The findings demonstrate that although public education programs may be working, more attention should be focused on people at high risk for contracting AIDS, said Steven Steiber, who oversaw the poll conducted by SRI Gallup.
The telephone poll of 1,000 adults was conducted in October 1987. Its margin of error is 3.5 percentage points.
The survey found that one in 16 adult Americans, or 6 percent, personally knew an AIDS victim -- a 50 percent increase since October 1986, when a similar poll was conducted.
"This jump in personal exposure to AIDS is statistically significant and likely is behind the increased public support for AIDS research," said Steiber.

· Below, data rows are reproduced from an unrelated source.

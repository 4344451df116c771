//! # Users Module
//!
//! User accounts for the mission marketplace. Two roles exist: admins run
//! the back office (user and mission CRUD), technicians work missions.
//! Role gating happens in the app shell; nothing here enforces it.
//!
//! Records are persisted exactly as the app's storage layout expects
//! (camelCase keys, RFC 3339 `createdAt`), so a create followed by a read
//! returns a deep-equal record.

use serde::{Deserialize, Serialize};

/// A user's role, gating which screens the shell shows
#[derive(Debug, Clone, Copy, PartialEq, Eq, Serialize, Deserialize)]
#[serde(rename_all = "lowercase")]
pub enum Role {
    /// Back-office account: user and mission CRUD
    Admin,
    /// Field account: accepts and works missions
    Technician,
}

impl Role {
    /// Convert to the persisted string
    pub fn as_str(&self) -> &'static str {
        match self {
            Role::Admin => "admin",
            Role::Technician => "technician",
        }
    }

    /// Parse from the persisted string
    pub fn parse(s: &str) -> Option<Self> {
        match s {
            "admin" => Some(Role::Admin),
            "technician" => Some(Role::Technician),
            _ => None,
        }
    }
}

/// A user account record
///
/// Passwords are stored in plaintext — a documented property of the storage
/// layout this crate replicates, not an invitation to reuse it elsewhere.
#[derive(Debug, Clone, PartialEq, Serialize, Deserialize)]
#[serde(rename_all = "camelCase")]
pub struct User {
    /// Sequentially assigned unique id
    pub id: i64,
    /// Login name, unique case-insensitively
    pub username: String,
    /// Plaintext password
    pub password: String,
    /// First name
    pub first_name: String,
    /// Last name
    pub last_name: String,
    /// Contact email
    pub email: String,
    /// Account role
    pub role: Role,
    /// Optional profile picture URI
    pub profile_picture: Option<String>,
    /// RFC 3339 creation timestamp
    pub created_at: String,
}

impl User {
    /// Display name for lists and chat headers
    pub fn display_name(&self) -> String {
        format!("{} {}", self.first_name, self.last_name)
    }
}

/// Payload for registration and the admin create-user panel
#[derive(Debug, Clone)]
pub struct NewUser {
    /// Login name (uniqueness checked case-insensitively on create)
    pub username: String,
    /// Plaintext password
    pub password: String,
    /// First name
    pub first_name: String,
    /// Last name
    pub last_name: String,
    /// Contact email
    pub email: String,
    /// Account role
    pub role: Role,
    /// Optional profile picture URI
    pub profile_picture: Option<String>,
}

/// Partial update for self-service profile edits and the admin panel
///
/// `None` fields are left untouched. The profile picture is doubly optional
/// so `Some(None)` can clear it.
#[derive(Debug, Clone, Default)]
pub struct UserUpdate {
    /// New username
    pub username: Option<String>,
    /// New password
    pub password: Option<String>,
    /// New first name
    pub first_name: Option<String>,
    /// New last name
    pub last_name: Option<String>,
    /// New email
    pub email: Option<String>,
    /// New role (admin panel only)
    pub role: Option<Role>,
    /// Set (`Some(Some(uri))`) or clear (`Some(None)`) the profile picture
    pub profile_picture: Option<Option<String>>,
}

impl UserUpdate {
    /// Apply this update to a user record in place
    pub fn apply(&self, user: &mut User) {
        if let Some(ref username) = self.username {
            user.username = username.clone();
        }
        if let Some(ref password) = self.password {
            user.password = password.clone();
        }
        if let Some(ref first_name) = self.first_name {
            user.first_name = first_name.clone();
        }
        if let Some(ref last_name) = self.last_name {
            user.last_name = last_name.clone();
        }
        if let Some(ref email) = self.email {
            user.email = email.clone();
        }
        if let Some(role) = self.role {
            user.role = role;
        }
        if let Some(ref picture) = self.profile_picture {
            user.profile_picture = picture.clone();
        }
    }
}

// ============================================================================
// TESTS
// ============================================================================

#[cfg(test)]
mod tests {
    use super::*;

    fn sample_user() -> User {
        User {
            id: 7,
            username: "jdoe".into(),
            password: "secret".into(),
            first_name: "Jane".into(),
            last_name: "Doe".into(),
            email: "jane@example.com".into(),
            role: Role::Technician,
            profile_picture: None,
            created_at: "2026-01-15T09:00:00.000Z".into(),
        }
    }

    #[test]
    fn test_role_strings() {
        assert_eq!(Role::Admin.as_str(), "admin");
        assert_eq!(Role::parse("technician"), Some(Role::Technician));
        assert_eq!(Role::parse("root"), None);
    }

    #[test]
    fn test_user_serializes_camel_case() {
        let json = serde_json::to_string(&sample_user()).unwrap();
        assert!(json.contains("\"firstName\":\"Jane\""));
        assert!(json.contains("\"profilePicture\":null"));
        assert!(json.contains("\"createdAt\""));
        assert!(json.contains("\"role\":\"technician\""));
    }

    #[test]
    fn test_user_json_roundtrip() {
        let user = sample_user();
        let json = serde_json::to_string(&user).unwrap();
        let restored: User = serde_json::from_str(&json).unwrap();
        assert_eq!(user, restored);
    }

    #[test]
    fn test_update_applies_partial_fields() {
        let mut user = sample_user();
        let update = UserUpdate {
            email: Some("jane.doe@example.com".into()),
            profile_picture: Some(Some("file:///avatar.png".into())),
            ..Default::default()
        };

        update.apply(&mut user);

        assert_eq!(user.email, "jane.doe@example.com");
        assert_eq!(user.profile_picture.as_deref(), Some("file:///avatar.png"));
        // Untouched fields survive
        assert_eq!(user.username, "jdoe");
        assert_eq!(user.role, Role::Technician);
    }

    #[test]
    fn test_update_clears_profile_picture() {
        let mut user = sample_user();
        user.profile_picture = Some("file:///old.png".into());

        let update = UserUpdate {
            profile_picture: Some(None),
            ..Default::default()
        };
        update.apply(&mut user);

        assert!(user.profile_picture.is_none());
    }
}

There is no cure for acquired immune deficiency syndrome, which destroys the body's ability to fight disease. The AIDS virus is spread by sexual contact and sharing contaminated syringes or needles. AIDS is not spread by casual contact.
SRI Gallup, a partnership between the Gallup Organization of Princeton, N.J., and Selection Research Inc. of Lincoln, Neb., specializes in research for the medical industry.
Only 12 percent of those surveyed said they don't know how AIDS is transmitted, down from 16 percent in 1986. "What I find somewhat disturbing," Steiber said, "is that people who appear to be at risk tend not to know quite as much about the disease."
For example, he said, 16 percent of the single adults polled didn't know how the deadly disease is transmitted, along with 18 percent in a "less affluent" category.
"It's mainstream America that has gotten the message," Steiber said, "but it hasn't permeated to all levels of society."